La comparación que Tignanelli realizó entre la situación actual y el conflicto histórico entre Perón y Vandor introduce una capa de complejidad adicional. Vandor fue una figura que, durante los años sesenta, intentó liderar el peronismo sin Perón, ganándose la caracterización de traidor por parte de sectores del movimiento. La alusión implica que Kicillof estaría incurriendo en un error similar: pretender conducir al peronismo desde posiciones que no reconocen la centralidad histórica de ciertas figuras. Esta narrativa tiene poder movilizador en la militancia, particularmente entre aquellos sectores que han construido sus identidades políticas alrededor del liderazgo kirchnerista y que ven en Cristina una encarnación de valores peronistas "auténticos".
Proyecciones y reconfiguraciones del escenario político peronista
El despliegue observable en estos días configura un escenario de alta incertidumbre para el peronismo bonaerense y nacional. La existencia de dos construcciones paralelas, la del ala kirchnerista motorizada por Máximo y la del gobernador Kicillof, abre interrogantes sobre la capacidad de unificación que ambos espacios puedan demostrar en el mediano plazo. Tres años de distancia respecto de 2027 permiten aún márgenes de reconfiguración, negociación y síntesis, pero también crean condiciones donde las posiciones pueden endurecerse si los liderazgos involucrados perciben que sus márgenes de influencia se erosionan.
La imposibilidad formal de que Cristina Kirchner sea candidata presidencial—dada su inhabilitación legal—añade un componente adicional de paradoja a la estrategia: impulsar públicamente su nombre funciona como operación de posicionamiento de poder dentro del movimiento, pero no puede consumarse en un acto electoral tradicional sin una previa resolución de su situación legal. Esto deja abierta la posibilidad de que la candidatura de Cristina actúe como catalizador temporal de adhesiones que luego se reordenen alrededor de otros nombres cuando la realidad electoral demande definiciones concretas. Alternativamente, podría ocurrir que el impulso kirchnerista logre presionar hacia cambios en los marcos legales que permitan su participación, transformando la batalla electoral en una batalla judicial que precede al voto.

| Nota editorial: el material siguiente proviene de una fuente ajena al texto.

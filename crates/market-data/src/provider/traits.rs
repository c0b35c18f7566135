//! Market data provider trait definitions.
//!
//! This module defines the `MarketDataProvider` trait that every tier of the
//! failover chain implements.

use crate::errors::MarketDataError;
use crate::models::{Quote, Timeframe};

use super::policy::ProviderPolicy;

/// Trait for market data providers.
///
/// Implementations are blocking: `fetch` performs at most one round of network
/// calls bounded by the provider's own request timeout, and never retries in
/// place. The fetcher decides what happens after a failure.
///
/// # Example
///
/// ```ignore
/// use daytrader_market_data::provider::{MarketDataProvider, ProviderPolicy};
///
/// struct MyProvider {
///     api_key: String,
/// }
///
/// impl MarketDataProvider for MyProvider {
///     fn id(&self) -> &'static str {
///         "MY_PROVIDER"
///     }
///
///     fn policy(&self) -> ProviderPolicy {
///         ProviderPolicy::daily(100)
///     }
///
///     fn fetch(&self, symbol: &str, timeframe: Timeframe) -> Result<Quote, MarketDataError> {
///         // ... call the API and normalize
///     }
/// }
/// ```
pub trait MarketDataProvider: Send + Sync {
    /// Unique identifier for this provider.
    ///
    /// Should be a constant string like "SERPAPI", "ALPHA_VANTAGE", etc.
    /// Used for logging, budget tracking and as the quote's `source`.
    fn id(&self) -> &'static str;

    /// Call budget and cooldown.
    fn policy(&self) -> ProviderPolicy {
        ProviderPolicy::default()
    }

    /// Fetch a normalized quote with candles for `timeframe`.
    ///
    /// `symbol` is already trimmed and uppercased.
    fn fetch(&self, symbol: &str, timeframe: Timeframe) -> Result<Quote, MarketDataError>;
}
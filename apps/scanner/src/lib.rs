//! Scanner service wiring: configuration, tracing and the re-scan loop.

pub mod config;
mod main_lib;
pub mod scheduler;

pub use main_lib::{build_state, init_tracing, AppState};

Las consecuencias de esta dinámica interna se ramifican hacia múltiples direcciones. Por un lado, un peronismo dividido enfrenta menores posibilidades de capturar votos en la elección presidencial si sus fuerzas se fracturan en candidaturas competitivas. Por otro, la movilización interna que genera la disputa entre proyectos puede activar militancias que de otro modo permanecerían dormidas. Igualmente, la capacidad negociadora de ambos espacios frente al gobierno nacional puede verse afectada por la necesidad de preservar posiciones internas. La visibilidad de Máximo en territorios bonaerenses contribuye a consolidar su perfil público y a acumular capital político, independientemente de cómo termine resuelta la contienda de 2027; paralelamente, Kicillof continúa ejerciendo la gobernación provincial desde posiciones que le permiten anunciar políticas y acciones que generan retroalimentación positiva en la gestión. Ambos escenarios son viables y ninguno puede descartarse a estas alturas del ciclo político.